• _Aim of the exercise_: Lines from the top of the entries down to the line with "as plain text." must be set down exactly as they stand, with both ends retained.

• _The data_:

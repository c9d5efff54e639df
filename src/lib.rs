//! Replace bare video URLs in text with embeddable player markup.
//!
//! ```
//! use video_embed::{ProviderConfig, VideoEmbedder};
//!
//! let embedder = VideoEmbedder::new(ProviderConfig::from_args("vimeo_width=640").unwrap());
//! let html = embedder.render_to_string("watch http://vimeo.com/1496152");
//! assert!(html.starts_with("watch <div"));
//! ```

pub mod config;
mod constants;
pub mod inline;
mod matcher;
mod provider;
mod span;
pub mod templates;
mod tree;
mod util;

#[cfg(test)]
mod tests;

pub use config::{ConfigError, Dimension, Dimensions, ProviderConfig};
pub use matcher::Matcher;
pub use provider::Provider;
pub use span::{spans_to_string, Embed, Span};
pub use tree::EmbedTree;

use log::{debug, warn};
use matcher::Candidate;
use util::Util;

/// Scans text for video URLs and replaces them with embed markup.
///
/// Holds no mutable state, a single instance can be shared between threads.
#[derive(Debug, Clone)]
pub struct VideoEmbedder {
    config: ProviderConfig,
    matchers: Vec<Matcher>,
}

impl Default for VideoEmbedder {
    fn default() -> Self {
        Self::new(ProviderConfig::default())
    }
}

impl VideoEmbedder {
    pub fn new(config: ProviderConfig) -> Self {
        Self::with_matchers(config, Matcher::defaults())
    }

    /// Use `matchers` instead of the default set. Order decides which matcher
    /// wins when several match at the same position.
    pub fn with_matchers(config: ProviderConfig, matchers: Vec<Matcher>) -> Self {
        Self { config, matchers }
    }

    pub fn config(&self) -> &ProviderConfig {
        &self.config
    }

    pub fn matchers(&self) -> &[Matcher] {
        &self.matchers
    }

    /// Split `text` into plain text and recognized video URLs.
    ///
    /// `text` must already be free of links, code and escaped text. A URL directly
    /// after `(` is never rewritten. The character in front of a URL is kept
    /// as plain text.
    pub fn render<'a>(&self, text: &'a str) -> Vec<Span<'a>> {
        let mut spans = Vec::new();
        let mut plain_start = 0;
        let mut pos = 0;
        let mut candidates: Vec<Option<Candidate>> = self
            .matchers
            .iter()
            .map(|matcher| matcher.find_at(text, 0))
            .collect();

        while pos < text.len() {
            for (matcher, slot) in self.matchers.iter().zip(candidates.iter_mut()) {
                if slot.as_ref().map(|c| c.start() < pos).unwrap_or(false) {
                    *slot = matcher.find_at(text, pos);
                }
            }

            let starts = candidates.iter().map(|slot| slot.as_ref().map(Candidate::start));
            let Some(index) = earliest(starts) else {
                break;
            };
            let Some(candidate) = candidates[index].as_ref() else {
                break;
            };
            let matcher = &self.matchers[index];

            match matcher.build(&candidate.captures, &self.config) {
                Some(tree) => {
                    let url = candidate.url;
                    debug!("Embedding {} video '{}'", matcher.name(), url.as_str());

                    if url.start() > plain_start {
                        spans.push(Span::PlainText(&text[plain_start..url.start()]));
                    }
                    spans.push(Span::Recognized(Embed {
                        provider: matcher.provider(),
                        source: url.as_str(),
                        tree,
                    }));

                    pos = candidate.end();
                    plain_start = pos;
                }
                None => {
                    warn!(
                        "Leaving {} url '{}' untouched",
                        matcher.name(),
                        candidate.url.as_str()
                    );
                    // other matchers keep their candidates at this position
                    let start = candidate.start();
                    candidates[index] = matcher.find_at(text, start + Util::char_len_at(text, start));
                }
            }
        }

        if plain_start < text.len() {
            spans.push(Span::PlainText(&text[plain_start..]));
        }

        spans
    }

    /// Like [`VideoEmbedder::render`], but first sets aside links, autolinks,
    /// code spans and backslash escapes so their URLs stay as they are.
    pub fn process<'a>(&self, text: &'a str) -> Vec<Span<'a>> {
        let mut spans = Vec::new();
        for span in inline::classify(text) {
            match span {
                Span::PlainText(candidate) => spans.extend(self.render(candidate)),
                other => spans.push(other),
            }
        }
        spans
    }

    pub fn render_to_string(&self, text: &str) -> String {
        spans_to_string(&self.render(text))
    }

    pub fn process_to_string(&self, text: &str) -> String {
        spans_to_string(&self.process(text))
    }
}

/// Index of the candidate with the earliest start. Among equal starts the
/// first one wins.
pub(crate) fn earliest<I>(starts: I) -> Option<usize>
where
    I: IntoIterator<Item = Option<usize>>,
{
    starts
        .into_iter()
        .enumerate()
        .filter_map(|(index, start)| start.map(|start| (start, index)))
        .min()
        .map(|(_, index)| index)
}
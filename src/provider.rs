use std::fmt;

use log::warn;
use regex::{Captures, Regex};

use crate::config::{Dimension, ProviderConfig};
use crate::constants;
use crate::templates;
use crate::tree::EmbedTree;

/// Video hosting sites with a known URL shape.
#[derive(Debug, Clone, Copy, PartialEq, Eq, Hash)]
pub enum Provider {
    BlipTv,
    Dailymotion,
    Gametrailers,
    Metacafe,
    Veoh,
    Vimeo,
    Yahoo,
    Youtube,
}

impl Provider {
    /// All providers in registration order.
    pub const ALL: [Provider; 8] = [
        Provider::BlipTv,
        Provider::Dailymotion,
        Provider::Gametrailers,
        Provider::Metacafe,
        Provider::Veoh,
        Provider::Vimeo,
        Provider::Yahoo,
        Provider::Youtube,
    ];

    /// Name used as prefix of the configuration keys, e.g. `bliptv_width`.
    pub fn name(self) -> &'static str {
        match self {
            Provider::BlipTv => "bliptv",
            Provider::Dailymotion => "dailymotion",
            Provider::Gametrailers => "gametrailers",
            Provider::Metacafe => "metacafe",
            Provider::Veoh => "veoh",
            Provider::Vimeo => "vimeo",
            Provider::Yahoo => "yahoo",
            Provider::Youtube => "youtube",
        }
    }

    pub fn from_name(name: &str) -> Option<Self> {
        Self::ALL.into_iter().find(|provider| provider.name() == name)
    }

    pub(crate) fn index(self) -> usize {
        self as usize
    }

    /// Recognition pattern. Every pattern has a `url` group covering the
    /// link itself, preceded by a single consumed guard character.
    pub fn pattern(self) -> &'static Regex {
        match self {
            Provider::BlipTv => &*constants::BLIPTV,
            Provider::Dailymotion => &*constants::DAILYMOTION,
            Provider::Gametrailers => &*constants::GAMETRAILERS,
            Provider::Metacafe => &*constants::METACAFE,
            Provider::Veoh => &*constants::VEOH,
            Provider::Vimeo => &*constants::VIMEO,
            Provider::Yahoo => &*constants::YAHOO,
            Provider::Youtube => &*constants::YOUTUBE,
        }
    }

    /// Turn a successful match of [`Provider::pattern`] into markup.
    ///
    /// Returns `None` if a group the builder relies on came out empty.
    /// The caller is expected to treat that as "no match".
    pub fn build(self, captures: &Captures, config: &ProviderConfig) -> Option<EmbedTree> {
        let width = config.get(self, Dimension::Width);
        let height = config.get(self, Dimension::Height);

        let tree = match self {
            Provider::BlipTv => {
                let file = self.group(captures, "file")?;
                let url = format!("{}{file}", constants::BLIPTV_PLAYER);
                templates::plugin_embed(&url, width, height, &[])
            }
            Provider::Dailymotion => {
                let path = self.group(captures, "path")?;
                let Some(id) = path.rsplit('/').next().filter(|id| !id.is_empty()) else {
                    warn!("{self}: no video id at the end of '{path}'");
                    return None;
                };
                let url = format!("{}{id}", constants::DAILYMOTION_PLAYER);
                templates::plugin_embed(&url, width, height, &[])
            }
            Provider::Gametrailers => {
                let id = self.group(captures, "id")?;
                let url = format!("{}{id}", constants::GAMETRAILERS_PLAYER);
                templates::plugin_embed(&url, width, height, &[])
            }
            Provider::Metacafe => {
                let id = self.group(captures, "id")?;
                let url = format!("{}{id}.swf", constants::METACAFE_PLAYER);
                templates::iframe_embed(&url, width, height)
            }
            Provider::Veoh => {
                let id = self.group(captures, "id")?;
                let url = format!("{}{id}", constants::VEOH_PLAYER);
                templates::plugin_embed(&url, width, height, &[])
            }
            Provider::Vimeo => {
                let id = self.group(captures, "id")?;
                let url = format!("{}{id}&server=vimeo.com", constants::VIMEO_PLAYER);
                templates::iframe_embed(&url, width, height)
            }
            Provider::Yahoo => {
                let vid = self.group(captures, "vid")?;
                let id = self.group(captures, "id")?;
                let flash_vars = format!("id={id}&vid={vid}");
                templates::plugin_embed(
                    constants::YAHOO_PLAYER,
                    width,
                    height,
                    &[("flashVars", flash_vars.as_str())],
                )
            }
            Provider::Youtube => {
                let args = self.group(captures, "args")?;
                let url = format!("{}{args}", constants::YOUTUBE_PLAYER);
                templates::iframe_embed(&url, width, height)
            }
        };

        Some(tree)
    }

    fn group<'t>(self, captures: &Captures<'t>, name: &str) -> Option<&'t str> {
        let value = captures
            .name(name)
            .map(|m| m.as_str())
            .filter(|value| !value.is_empty());
        if value.is_none() {
            warn!("{self}: capture group '{name}' is missing");
        }
        value
    }
}

impl fmt::Display for Provider {
    fn fmt(&self, f: &mut fmt::Formatter<'_>) -> fmt::Result {
        f.write_str(self.name())
    }
}
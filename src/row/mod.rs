//! Per-row pipeline: validate the cells, resolve the requester, build and
//! push the grant, and record exactly one outcome for the row.
//!
//! ```text
//! Fetched ─┬─> Skipped                         (outcome cell already filled)
//!          └─> Validated ─> Resolved ─> Built ─> Submitted ─> Recorded
//!                  │            │           │
//!                  └────────────┴───────────┴──> Failed
//!   malformed rows and unresolvable identities fail from Validated;
//!   Recorded and Failed both write back exactly once
//! ```

use std::fmt;

use tracing::{debug, info, warn};

use crate::address::{self, Address};
use crate::error::{BatchError, RowError};
use crate::grant::{Allowance, AllowancePolicy, GrantRequestBuilder, Message};
use crate::ledger::{GrantSubmitter, LedgerClient, Receipt};
use crate::sheet::{RowStore, Worksheet};

/// Timestamp, identity and amount.
pub const MIN_CELLS: usize = 3;
/// A row with more cells than this already carries an outcome.
pub const MAX_PENDING_CELLS: usize = 3;

/// A pending request, cells named instead of indexed.
#[derive(Clone, Debug, PartialEq, Eq)]
pub struct Row {
    pub index: usize,
    pub timestamp: String,
    pub identity: String,
    pub amount: String,
}

#[derive(Clone, Debug, PartialEq, Eq)]
pub enum ParsedRow {
    AlreadyProcessed,
    Pending(Row),
}

impl Row {
    pub fn parse(index: usize, cells: Vec<String>) -> Result<ParsedRow, RowError> {
        if cells.len() > MAX_PENDING_CELLS {
            return Ok(ParsedRow::AlreadyProcessed);
        }
        if cells.len() < MIN_CELLS {
            return Err(RowError::MalformedRow {
                expected: MIN_CELLS,
                found: cells.len(),
            });
        }
        let mut cells = cells.into_iter();
        let mut next = || cells.next().unwrap_or_default();
        Ok(ParsedRow::Pending(Row {
            index,
            timestamp: next(),
            identity: next(),
            amount: next(),
        }))
    }
}

#[derive(Clone, Copy, Debug, PartialEq, Eq)]
pub enum Stage {
    Fetched,
    Validated,
    Resolved,
    Built,
    Submitted,
    Recorded,
}

impl fmt::Display for Stage {
    fn fmt(&self, f: &mut fmt::Formatter<'_>) -> fmt::Result {
        let name = match self {
            Stage::Fetched => "fetched",
            Stage::Validated => "validated",
            Stage::Resolved => "resolved",
            Stage::Built => "built",
            Stage::Submitted => "submitted",
            Stage::Recorded => "recorded",
        };
        f.write_str(name)
    }
}

/// Terminal state of a row.
#[derive(Debug)]
pub enum RowState {
    Skipped,
    Recorded { receipt: Receipt },
    /// `stage` is the state the row failed from; a malformed row fails from
    /// `Validated`, the check that rejected it.
    Failed { stage: Stage, error: RowError },
}

impl RowState {
    /// Text for the outcome cell; skipped rows write nothing.
    pub fn outcome(&self) -> Option<String> {
        match self {
            RowState::Skipped => None,
            RowState::Recorded { receipt } => Some(receipt.cid.clone()),
            RowState::Failed { error, .. } => Some(error.to_string()),
        }
    }

    pub fn name(&self) -> &'static str {
        match self {
            RowState::Skipped => "skipped",
            RowState::Recorded { .. } => "recorded",
            RowState::Failed { .. } => "failed",
        }
    }
}

#[derive(Debug)]
pub struct RowReport {
    pub index: usize,
    /// Outcome cell written for this row, if any.
    pub cell: Option<String>,
    pub state: RowState,
}

type StageError = (Stage, RowError);

pub struct RowProcessor<L> {
    builder: GrantRequestBuilder,
    submitter: GrantSubmitter<L>,
    policy: AllowancePolicy,
}

impl<L: LedgerClient> RowProcessor<L> {
    pub fn new(builder: GrantRequestBuilder, submitter: GrantSubmitter<L>, policy: AllowancePolicy) -> Self {
        Self {
            builder,
            submitter,
            policy,
        }
    }

    /// Drive one row to a terminal state. Only a failed write-back is
    /// returned as an error; every other failure becomes the row's outcome.
    pub fn process<S: RowStore>(
        &mut self,
        index: usize,
        cells: Vec<String>,
        sheet: &mut Worksheet<S>,
    ) -> Result<RowReport, BatchError> {
        debug!(row = index, cells = ?cells, "fetched");
        let state = match Row::parse(index, cells) {
            Ok(ParsedRow::AlreadyProcessed) => {
                return Ok(RowReport {
                    index,
                    cell: None,
                    state: RowState::Skipped,
                })
            }
            Ok(ParsedRow::Pending(row)) => match self.grant(&row) {
                Ok(receipt) => RowState::Recorded { receipt },
                Err((stage, error)) => RowState::Failed { stage, error },
            },
            Err(error) => RowState::Failed {
                stage: Stage::Validated,
                error,
            },
        };

        let outcome = state.outcome().unwrap_or_default();
        let cell = sheet.write_outcome(index, &outcome)?;
        Ok(RowReport {
            index,
            cell: Some(cell),
            state,
        })
    }

    fn grant(&mut self, row: &Row) -> Result<Receipt, StageError> {
        let client = self.resolve(row)?;
        let allowance = self
            .policy
            .parse(&row.amount)
            .map_err(|e| (Stage::Resolved, RowError::from(e)))?;
        info!(
            row = row.index,
            from = %self.builder.operator(),
            to = %client,
            allowance = allowance.base_units(),
            "granting allowance"
        );
        let msg = self
            .builder
            .build(&client, allowance)
            .map_err(|e| (Stage::Resolved, RowError::from(e)))?;
        self.submit(row, &msg, allowance)
    }

    fn resolve(&self, row: &Row) -> Result<Address, StageError> {
        address::resolve(&row.identity).map_err(|e| {
            warn!(row = row.index, identity = %row.identity, error = %e, "cannot resolve requester");
            (Stage::Validated, RowError::from(e))
        })
    }

    fn submit(
        &mut self,
        row: &Row,
        msg: &Message,
        allowance: Allowance,
    ) -> Result<Receipt, StageError> {
        let receipt = self
            .submitter
            .submit(msg)
            .map_err(|e| (Stage::Built, RowError::from(e)))?;
        debug!(
            row = row.index,
            cid = %receipt.cid,
            nonce = ?receipt.nonce,
            allowance = allowance.base_units(),
            "message pushed"
        );
        Ok(receipt)
    }
}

• _Answer to this task_:
repository c9d5efff54e639df
filename src/lib.rs
//! Replace bare video URLs in text with embeddable player markup.
//!
//! ```
//! use video_embed::{ProviderConfig, VideoEmbedder};
//!
//! let embedder = VideoEmbedder::new(ProviderConfig::from_args("vimeo_width=640").unwrap());
//! let html = embedder.render_to_string("watch http://vimeo.com/1496152");
//! assert!(html.starts_with("watch <div"));
//! ```

pub mod config;
mod constants;
pub mod inline;
mod matcher;
mod provider;
mod span;
pub mod templates;
mod tree;
mod util;

#[cfg(test)]
mod tests;

pub use config::{ConfigError, Dimension, Dimensions, ProviderConfig};
pub use matcher::Matcher;
pub use provider::Provider;
pub use span::{spans_to_string, Embed, Span};
pub use tree::EmbedTree;

use log::{debug, warn};
use matcher::Candidate;
use util::Util;

/// Scans text for video URLs and replaces them with embed markup.
///
/// Holds no mutable state, a single instance can be shared between threads.
#[derive(Debug, Clone)]
pub struct VideoEmbedder {
    config: ProviderConfig,
    matchers: Vec<Matcher>,
}

impl Default for VideoEmbedder {
    fn default() -> Self {
        Self::new(ProviderConfig::default())
    }
}

impl VideoEmbedder {
    pub fn new(config: ProviderConfig) -> Self {
        Self::with_matchers(config, Matcher::defaults())
    }

    /// Use `matchers` instead of the default set. Order decides which matcher
    /// wins when several match at the same position.
    pub fn with_matchers(config: ProviderConfig, matchers: Vec<Matcher>) -> Self {
        Self { config, matchers }
    }

    pub fn config(&self) -> &ProviderConfig {
        &self.config
    }

    pub fn matchers(&self) -> &[Matcher] {
        &self.matchers
    }

    /// Split `text` into plain text and recognized video URLs.
    ///
    /// `text` must already be free of links, code and escaped text. A URL directly
    /// after `(` is never rewritten. The character in front of a URL is kept
    /// as plain text.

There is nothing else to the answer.